Kansas Taking Stand Between Tree-Killing Disease, Eastern U.S. Walnuts

MANHATTAN, Kan. – Its location has now placed Kansas in a position of both risk and responsibility for a natural resource.


As one result, Kansas Secretary of Agriculture Josh Svaty signed a state quarantine this week. Its purpose is to deny entry to a new and deadly black walnut disease – one that already has spread into every state west of Kansas except for Nevada, Montana and Wyoming.


“We didn’t even have a name for it two years ago. But, Thousand (1,000) Cankers disease has killed more than 2,000 black walnut trees in Denver alone. Boulder and Colorado Springs basically don’t have walnuts anymore,” said Bob Atchison, rural forestry coordinator with the Kansas Forest Service (KFS).


That’s not even close to the damage the disease could cause, however, if it gets into Kansas, the forester said. Although the state is in the middle of the great American prairie, Kansas also is a gateway to the hardwood forests that extend from the Plains to the Atlantic Ocean.


“Up to now, Thousand Cankers has just been killing park and street trees – ones that people have bought or brought in and planted,” Atchison said. “Kansas is the western-most state where black walnuts are native trees. If we can’t keep the gate closed – keep this disease out of our state — the result could be catastrophic on a national level.”


Like the elm trees felled in the past by Dutch elm disease, black walnuts can be a beautiful shade tree, said State Forester Larry Biles.


“In states like Kansas, though, black walnuts are the heart of our forest products industry. They’re the most economically important tree species we’ve got,” Biles said. “They’re also an important part of our state’s ecological balance, providing food and shelter for Kansas wildlife. The native ones tend to grow where they also help protect the quality and quantity of our state water supplies.”


Because Thousand Cankers is something new, black walnut trees have no built-up immunity or resistance to it. And, scientists have yet to find ways to prevent or cure it.


“Until they do, quarantine is our only real hope,” the state forester said. “But, a quarantine will work only if people understand the need for it and volunteer to cooperate. If just one person carelessly brings in an infected piece of Colorado firewood, that could spell the end of the U.S. black walnut as we’ve known it.”


Researchers at Colorado State University have found 6×18-inch logs containing up to 30,000 of the walnut twig beetles (Pityophthorus juglandis) that transport the disease. The average 90 beetles per square inch weren’t obvious at first, and the logs didn’t look infested. To see the pests, the scientists had to strip the logs and use magnification.
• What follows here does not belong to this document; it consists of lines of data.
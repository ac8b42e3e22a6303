pub mod kafka;
pub mod postgres;

pub use kafka::KafkaNotifier;
pub use postgres::{PgLedgerTx, PostgresStore};
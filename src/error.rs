use rust_decimal::Decimal;
use thiserror::Error;

/// Main error type for the lottery backend
#[derive(Error, Debug)]
pub enum LotoError {
    // Configuration errors
    #[error("Configuration error: {0}")]
    Config(#[from] config::ConfigError),

    // Database errors
    #[error("Database error: {0}")]
    Database(#[from] sqlx::Error),

    #[error("Migration error: {0}")]
    Migration(#[from] sqlx::migrate::MigrateError),

    // Serialization errors
    #[error("JSON serialization error: {0}")]
    Json(#[from] serde_json::Error),

    // Business-rule rejections
    #[error("Bet batch total is below the minimum cart value of {minimum}")]
    BelowMinimum { minimum: Decimal },

    #[error("Bet batch is empty")]
    EmptyBatch,

    // Unresolved references
    #[error("Game not found: {0}")]
    GameNotFound(String),

    #[error("User not found: {0}")]
    UserNotFound(i64),

    #[error("Cart row is missing")]
    CartNotFound,

    // Notification dispatch
    #[error("Notification dispatch failed: {0}")]
    NotificationFailed(String),

    // IO errors
    #[error("IO error: {0}")]
    Io(#[from] std::io::Error),

    // Generic errors
    #[error("Internal error: {0}")]
    Internal(String),

    #[error("Operation cancelled")]
    Cancelled,

    #[error("{0}")]
    Other(#[from] anyhow::Error),
}

/// Result type alias for LotoError
pub type Result<T> = std::result::Result<T, LotoError>;

impl LotoError {
    /// Whether this failure is a business-rule rejection rather than a defect.
    pub fn is_rejection(&self) -> bool {
        matches!(self, LotoError::BelowMinimum { .. } | LotoError::EmptyBatch)
    }
}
Walnut twig beetles leave a hole the size of a pin prick when they enter the hidden part of their lifecycle, both living and eating under walnut tree bark.
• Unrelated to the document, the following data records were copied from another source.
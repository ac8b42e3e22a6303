use serde::{Deserialize, Serialize};

/// One entry of a submitted bet batch: the game's natural key and the
/// player's picks as already-normalized comma-joined text.
#[derive(Debug, Clone, PartialEq, Eq, Serialize, Deserialize)]
pub struct BetSlip {
    pub game: String,
    pub numbers: String,
}

impl BetSlip {
    pub fn new(game: impl Into<String>, numbers: impl Into<String>) -> Self {
        Self {
            game: game.into(),
            numbers: numbers.into(),
        }
    }
}

/// A bet row staged for insertion. Number count and range are validated
/// upstream against the game configuration; the ledger stores `numbers`
/// verbatim. `id` and `created_at` are assigned by the database at
/// commit, and committed rows are never read back whole by this core.
#[derive(Debug, Clone, PartialEq, Eq)]
pub struct NewBet {
    pub user_id: i64,
    pub game_id: i64,
    pub numbers: String,
}
// Hand-built `multipart/form-data` bodies.
//
// Encoding is a pure function of the text fields, the file part and the
// boundary, so tests can pin the boundary and inspect the exact bytes.

use std::path::Path;
use uuid::Uuid;

const CRLF: &[u8] = b"\r\n";

/// The single file carried by an upload.
#[derive(Debug, Clone)]
pub struct FilePart<'a> {
    pub field_name: &'a str,
    pub file_name: &'a str,
    pub mime_type: &'a str,
    pub bytes: &'a [u8],
}

/// A fresh boundary for every request. 128 random bits make a collision
/// with field or file content practically impossible.
pub fn new_boundary() -> String {
    format!("----FloridayMagicWand{}", Uuid::new_v4().simple())
}

/// Header value announcing a multipart body with `boundary`.
pub fn content_type(boundary: &str) -> String {
    format!("multipart/form-data; boundary={boundary}")
}

/// Quote-safe form of a `Content-Disposition` parameter: `"` becomes `%22`
/// and CR/LF are dropped, the way browsers encode them.
pub fn disposition_param(value: &str) -> String {
    value
        .chars()
        .filter(|c| *c != '\r' && *c != '\n')
        .collect::<String>()
        .replace('"', "%22")
}

/// Encode `fields` followed by `file` as a multipart body.
pub fn encode(boundary: &str, fields: &[(String, String)], file: &FilePart<'_>) -> Vec<u8> {
    let delimiter = format!("--{boundary}");
    let mut lines: Vec<Vec<u8>> = Vec::with_capacity(fields.len() * 4 + 7);

    for (name, value) in fields {
        lines.push(delimiter.clone().into_bytes());
        lines.push(
            format!(
                "Content-Disposition: form-data; name=\"{}\"",
                disposition_param(name)
            )
            .into_bytes(),
        );
        lines.push(Vec::new());
        lines.push(value.clone().into_bytes());
    }

    lines.push(delimiter.into_bytes());
    lines.push(
        format!(
            "Content-Disposition: form-data; name=\"{}\"; filename=\"{}\"",
            disposition_param(file.field_name),
            disposition_param(file.file_name)
        )
        .into_bytes(),
    );
    lines.push(format!("Content-Type: {}", file.mime_type).into_bytes());
    lines.push(Vec::new());
    lines.push(file.bytes.to_vec());
    lines.push(format!("--{boundary}--").into_bytes());
    lines.push(Vec::new());

    lines.join(CRLF)
}

/// MIME type for `path` based on its extension, `application/octet-stream`
/// when unknown.
pub fn guess_mime_type(path: &Path) -> &'static str {
    let extension = path
        .extension()
        .and_then(|ext| ext.to_str())
        .map(|ext| ext.to_ascii_lowercase());

    match extension.as_deref() {
        Some("png") => "image/png",
        Some("jpg") | Some("jpeg") | Some("jpe") => "image/jpeg",
        Some("gif") => "image/gif",
        Some("webp") => "image/webp",
        Some("bmp") => "image/bmp",
        Some("tif") | Some("tiff") => "image/tiff",
        Some("svg") => "image/svg+xml",
        Some("ico") => "image/vnd.microsoft.icon",
        Some("heic") => "image/heic",
        Some("heif") => "image/heif",
        Some("avif") => "image/avif",
        Some("pdf") => "application/pdf",
        Some("json") => "application/json",
        Some("txt") => "text/plain",
        _ => "application/octet-stream",
    }
}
“The pest’s original range was in our southwestern states and parts of Mexico. It attacks the native walnuts there, but doesn’t have much of an economic or environmental impact,” Atchison said. “We may never know why it recently decided to expand its territory and move north.  Perhaps global warming played a part. In any case, a fungus – a new form of Geosmithia – came along for the ride. And, now that fungus is killing black walnuts.”


While twig beetles create extensive galleries of tunnels – which is damaging enough – their passenger fungus colonizes around the galleries, killing tree tissue. The brown-black blotches of dead cells that result are several times bigger than any tunnel. They’re the cankers that give the disease its name.


“We suspect it takes a while for this pest partnership to expand enough to girdle and kill an entire tree,” Atchison said. “Until then, the only signs the tree is dying may be the occasional lost branch and some leaf wilt that just keeps getting worse.”


The typical progress of the disease makes tracking its spread from location to location difficult.


For more than a year, however, experts from the Kansas Department of Agriculture, Kansas Forest Service, and Kansas State University Research and Extension have been working together to monitor for any signs of Thousand Cankers or its carrier. They’ve begun hosting pest detector workshops, as well, to help Kansans prepare. Their next workshops will be in Emporia, Hays and Garden City this fall.


State Forester Biles said what’s at risk in Kansas alone is more than 26 million black walnut trees, the current roles they play and an economic potential worth millions. But, the success of the quarantine will determine whether the prairie state will have a future that continues to include an important natural resource.